+++ RECORDS FOR THIS EXERCISE +++

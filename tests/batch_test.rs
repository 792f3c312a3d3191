//! 一括修正の統合テスト
//!
//! 対象テキストの検出 → 置換 → 保存 の流れと、保存しないケースを検証

mod support;

use support::{has_glyph_pixels, image_with_glyphs, record, replacer, FailingDetector, FixedDetector};
use text_fix::auto_fix_image;
use text_fix::error::TextFixError;
use text_fix_common::BatchRule;
use tempfile::tempdir;

/// 対象テキストがあれば置換して保存する
#[test]
fn test_fix_matching_region_and_save() {
    let dir = tempdir().expect("Failed to create temp dir");
    let input = dir.path().join("sample.png");
    let output = dir.path().join("sample_fixed.png");
    image_with_glyphs(200, 120, &[(10, 20, 110, 60), (20, 80, 150, 110)])
        .save(&input)
        .unwrap();

    let detector = FixedDetector(vec![
        record(10.0, 20.0, 110.0, 60.0, "대한안민국"),
        record(20.0, 80.0, 150.0, 110.0, "Hello"),
    ]);
    let report = auto_fix_image(&input, &output, &detector, &replacer(), &BatchRule::default()).unwrap();

    assert_eq!(report.detected, 2);
    assert_eq!(report.matched, 1);
    assert_eq!(report.replaced, 1);
    assert_eq!(report.saved.as_deref(), Some(output.as_path()));
    assert!(output.exists(), "出力ファイルが作成されていない");

    let fixed = image::open(&output).unwrap().to_rgb8();
    assert!(!has_glyph_pixels(&fixed, 10, 20, 110, 60), "元の文字が残っている");
    // 対象外の領域はそのまま
    assert!(has_glyph_pixels(&fixed, 20, 80, 150, 110));
    // 置換後の文字は灰色系（黒文字を明るい背景に合成）
    let drawn = (10..110u32)
        .flat_map(|x| (20..60u32).map(move |y| (x, y)))
        .filter(|&(x, y)| fixed.get_pixel(x, y).0[0] < 200)
        .count();
    assert!(drawn > 0, "置換テキストが描画されていない");
}

/// 空白を挟んだテキストも一致する
#[test]
fn test_fix_matches_text_with_spaces() {
    let dir = tempdir().unwrap();
    let input = dir.path().join("in.png");
    let output = dir.path().join("out.png");
    image_with_glyphs(100, 60, &[(10, 10, 90, 50)]).save(&input).unwrap();

    let detector = FixedDetector(vec![record(10.0, 10.0, 90.0, 50.0, "대한 안민국")]);
    let report = auto_fix_image(&input, &output, &detector, &replacer(), &BatchRule::default()).unwrap();
    assert_eq!(report.replaced, 1);
    assert!(output.exists());
}

/// 一致がなければ出力しない
#[test]
fn test_no_match_writes_nothing() {
    let dir = tempdir().unwrap();
    let input = dir.path().join("in.png");
    let output = dir.path().join("out.png");
    image_with_glyphs(100, 60, &[(10, 10, 90, 50)]).save(&input).unwrap();

    let detector = FixedDetector(vec![record(10.0, 10.0, 90.0, 50.0, "대한민국")]);
    let report = auto_fix_image(&input, &output, &detector, &replacer(), &BatchRule::default()).unwrap();

    assert_eq!(report.matched, 0);
    assert!(report.saved.is_none());
    assert!(!output.exists(), "一致なしなのに出力された");
}

/// 修正済み画像を再処理しても置換文字列は再一致しない
#[test]
fn test_rerun_on_fixed_image_does_not_rematch() {
    let dir = tempdir().unwrap();
    let input = dir.path().join("in.png");
    let fixed = dir.path().join("fixed.png");
    let again = dir.path().join("again.png");
    image_with_glyphs(100, 60, &[(10, 10, 90, 50)]).save(&input).unwrap();

    let rule = BatchRule::default();
    let first = FixedDetector(vec![record(10.0, 10.0, 90.0, 50.0, "대한안민국")]);
    auto_fix_image(&input, &fixed, &first, &replacer(), &rule).unwrap();
    assert!(fixed.exists());

    // 修正後はOCRが置換文字列を読む
    let second = FixedDetector(vec![record(10.0, 10.0, 90.0, 50.0, &rule.replacement)]);
    let report = auto_fix_image(&fixed, &again, &second, &replacer(), &rule).unwrap();
    assert_eq!(report.matched, 0);
    assert!(!again.exists());
}

/// サイズ不正の領域はスキップし、他の一致は処理する
#[test]
fn test_degenerate_region_is_skipped() {
    let dir = tempdir().unwrap();
    let input = dir.path().join("in.png");
    let output = dir.path().join("out.png");
    image_with_glyphs(200, 100, &[(10, 10, 90, 50)]).save(&input).unwrap();

    let detector = FixedDetector(vec![
        record(120.0, 30.0, 180.0, 30.0, "안민"),
        record(10.0, 10.0, 90.0, 50.0, "대한안민국"),
    ]);
    let report = auto_fix_image(&input, &output, &detector, &replacer(), &BatchRule::default()).unwrap();

    assert_eq!(report.matched, 2);
    assert_eq!(report.skipped, 1);
    assert_eq!(report.replaced, 1);
    assert!(output.exists());
}

/// 入力画像がなければエラーで、何も書き出さない
#[test]
fn test_missing_input() {
    let dir = tempdir().unwrap();
    let input = dir.path().join("missing.png");
    let output = dir.path().join("out.png");

    let detector = FixedDetector(vec![]);
    let result = auto_fix_image(&input, &output, &detector, &replacer(), &BatchRule::default());
    assert!(matches!(result, Err(TextFixError::FileNotFound(_))));
    assert!(!output.exists());
}

/// 画像として読めないファイル
#[test]
fn test_unreadable_input() {
    let dir = tempdir().unwrap();
    let input = dir.path().join("broken.png");
    let output = dir.path().join("out.png");
    std::fs::write(&input, b"not an image").unwrap();

    let result = auto_fix_image(&input, &output, &FixedDetector(vec![]), &replacer(), &BatchRule::default());
    assert!(matches!(result, Err(TextFixError::ImageLoad(_))));
    assert!(!output.exists());
}

/// OCRエンジンの失敗はそのまま返す
#[test]
fn test_engine_failure() {
    let dir = tempdir().unwrap();
    let input = dir.path().join("in.png");
    let output = dir.path().join("out.png");
    image_with_glyphs(50, 50, &[]).save(&input).unwrap();

    let result = auto_fix_image(&input, &output, &FailingDetector, &replacer(), &BatchRule::default());
    assert!(matches!(result, Err(TextFixError::Engine(_))));
    assert!(!output.exists());
}

/// カスタムルール
#[test]
fn test_custom_rule() {
    let dir = tempdir().unwrap();
    let input = dir.path().join("in.png");
    let output = dir.path().join("out.png");
    image_with_glyphs(100, 60, &[(10, 10, 90, 50)]).save(&input).unwrap();

    let rule = BatchRule::new(vec!["Seoul".to_string()], "서울").unwrap();
    let detector = FixedDetector(vec![record(10.0, 10.0, 90.0, 50.0, "Seoul City")]);
    let report = auto_fix_image(&input, &output, &detector, &replacer(), &rule).unwrap();
    assert_eq!(report.replaced, 1);
}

+++

**INSTRUCTIONS TO FOLLOW**
Set the entries above down once more, exactly as they stand.

**WORKED SOLUTION**
filename tests/batch_test.rs
repository 792f3c312a3d3191
//! 一括修正の統合テスト
//!
//! 対象テキストの検出 → 置換 → 保存 の流れと、保存しないケースを検証

mod support;

use support::{has_glyph_pixels, image_with_glyphs, record, replacer, FailingDetector, FixedDetector};
use text_fix::auto_fix_image;
use text_fix::error::TextFixError;
use text_fix_common::BatchRule;
use tempfile::tempdir;

/// 対象テキストがあれば置換して保存する
#[test]
fn test_fix_matching_region_and_save() {
    let dir = tempdir().expect("Failed to create temp dir");
    let input = dir.path().join("sample.png");
    let output = dir.path().join("sample_fixed.png");
    image_with_glyphs(200, 120, &[(10, 20, 110, 60), (20, 80, 150, 110)])
        .save(&input)
        .unwrap();

    let detector = FixedDetector(vec![
        record(10.0, 20.0, 110.0, 60.0, "대한안민국"),
        record(20.0, 80.0, 150.0, 110.0, "Hello"),
    ]);
    let report = auto_fix_image(&input, &output, &detector, &replacer(), &BatchRule::default()).unwrap();

    assert_eq!(report.detected, 2);
    assert_eq!(report.matched, 1);
    assert_eq!(report.replaced, 1);
    assert_eq!(report.saved.as_deref(), Some(output.as_path()));
    assert!(output.exists(), "出力ファイルが作成されていない");

    let fixed = image::open(&output).unwrap().to_rgb8();
    assert!(!has_glyph_pixels(&fixed, 10, 20, 110, 60), "元の文字が残っている");
    // 対象外の領域はそのまま
    assert!(has_glyph_pixels(&fixed, 20, 80, 150, 110));
    // 置換後の文字は灰色系（黒文字を明るい背景に合成）
    let drawn = (10..110u32)
        .flat_map(|x| (20..60u32).map(move |y| (x, y)))
        .filter(|&(x, y)| fixed.get_pixel(x, y).0[0] < 200)
        .count();
    assert!(drawn > 0, "置換テキストが描画されていない");
}

/// 空白を挟んだテキストも一致する
#[test]
fn test_fix_matches_text_with_spaces() {
    let dir = tempdir().unwrap();
    let input = dir.path().join("in.png");
    let output = dir.path().join("out.png");
    image_with_glyphs(100, 60, &[(10, 10, 90, 50)]).save(&input).unwrap();

    let detector = FixedDetector(vec![record(10.0, 10.0, 90.0, 50.0, "대한 안민국")]);
    let report = auto_fix_image(&input, &output, &detector, &replacer(), &BatchRule::default()).unwrap();
    assert_eq!(report.replaced, 1);
    assert!(output.exists());
}

/// 一致がなければ出力しない
#[test]
fn test_no_match_writes_nothing() {
    let dir = tempdir().unwrap();
    let input = dir.path().join("in.png");
    let output = dir.path().join("out.png");
    image_with_glyphs(100, 60, &[(10, 10, 90, 50)]).save(&input).unwrap();

    let detector = FixedDetector(vec![record(10.0, 10.0, 90.0, 50.0, "대한민국")]);
    let report = auto_fix_image(&input, &output, &detector, &replacer(), &BatchRule::default()).unwrap();

    assert_eq!(report.matched, 0);
    assert!(report.saved.is_none());
    assert!(!output.exists(), "一致なしなのに出力された");
}

/// 修正済み画像を再処理しても置換文字列は再一致しない
#[test]
fn test_rerun_on_fixed_image_does_not_rematch() {
    let dir = tempdir().unwrap();
    let input = dir.path().join("in.png");
    let fixed = dir.path().join("fixed.png");
    let again = dir.path().join("again.png");
    image_with_glyphs(100, 60, &[(10, 10, 90, 50)]).save(&input).unwrap();

    let rule = BatchRule::default();
    let first = FixedDetector(vec![record(10.0, 10.0, 90.0, 50.0, "대한안민국")]);
    auto_fix_image(&input, &fixed, &first, &replacer(), &rule).unwrap();
    assert!(fixed.exists());

    // 修正後はOCRが置換文字列を読む
    let second = FixedDetector(vec![record(10.0, 10.0, 90.0, 50.0, &rule.replacement)]);
    let report = auto_fix_image(&fixed, &again, &second, &replacer(), &rule).unwrap();
    assert_eq!(report.matched, 0);
    assert!(!again.exists());
}

/// サイズ不正の領域はスキップし、他の一致は処理する
#[test]
fn test_degenerate_region_is_skipped() {
    let dir = tempdir().unwrap();
    let input = dir.path().join("in.png");
    let output = dir.path().join("out.png");
    image_with_glyphs(200, 100, &[(10, 10, 90, 50)]).save(&input).unwrap();

    let detector = FixedDetector(vec![
        record(120.0, 30.0, 180.0, 30.0, "안민"),
        record(10.0, 10.0, 90.0, 50.0, "대한안민국"),
    ]);
    let report = auto_fix_image(&input, &output, &detector, &replacer(), &BatchRule::default()).unwrap();

    assert_eq!(report.matched, 2);
    assert_eq!(report.skipped, 1);
    assert_eq!(report.replaced, 1);
    assert!(output.exists());
}

/// 入力画像がなければエラーで、何も書き出さない
#[test]
fn test_missing_input() {
    let dir = tempdir().unwrap();
    let input = dir.path().join("missing.png");
    let output = dir.path().join("out.png");

    let detector = FixedDetector(vec![]);
    let result = auto_fix_image(&input, &output, &detector, &replacer(), &BatchRule::default());
    assert!(matches!(result, Err(TextFixError::FileNotFound(_))));
    assert!(!output.exists());
}

/// 画像として読めないファイル
#[test]
fn test_unreadable_input() {
    let dir = tempdir().unwrap();
    let input = dir.path().join("broken.png");
    let output = dir.path().join("out.png");
    std::fs::write(&input, b"not an image").unwrap();

    let result = auto_fix_image(&input, &output, &FixedDetector(vec![]), &replacer(), &BatchRule::default());
    assert!(matches!(result, Err(TextFixError::ImageLoad(_))));
    assert!(!output.exists());
}

/// OCRエンジンの失敗はそのまま返す
#[test]
fn test_engine_failure() {
    let dir = tempdir().unwrap();
    let input = dir.path().join("in.png");
    let output = dir.path().join("out.png");
    image_with_glyphs(50, 50, &[]).save(&input).unwrap();

    let result = auto_fix_image(&input, &output, &FailingDetector, &replacer(), &BatchRule::default());
    assert!(matches!(result, Err(TextFixError::Engine(_))));
    assert!(!output.exists());
}

/// カスタムルール
#[test]
fn test_custom_rule() {
    let dir = tempdir().unwrap();
    let input = dir.path().join("in.png");
    let output = dir.path().join("out.png");
    image_with_glyphs(100, 60, &[(10, 10, 90, 50)]).save(&input).unwrap();

    let rule = BatchRule::new(vec!["Seoul".to_string()], "서울").unwrap();
    let detector = FixedDetector(vec![record(10.0, 10.0, 90.0, 50.0, "Seoul City")]);
    let report = auto_fix_image(&input, &output, &detector, &replacer(), &rule).unwrap();
    assert_eq!(report.replaced, 1);
}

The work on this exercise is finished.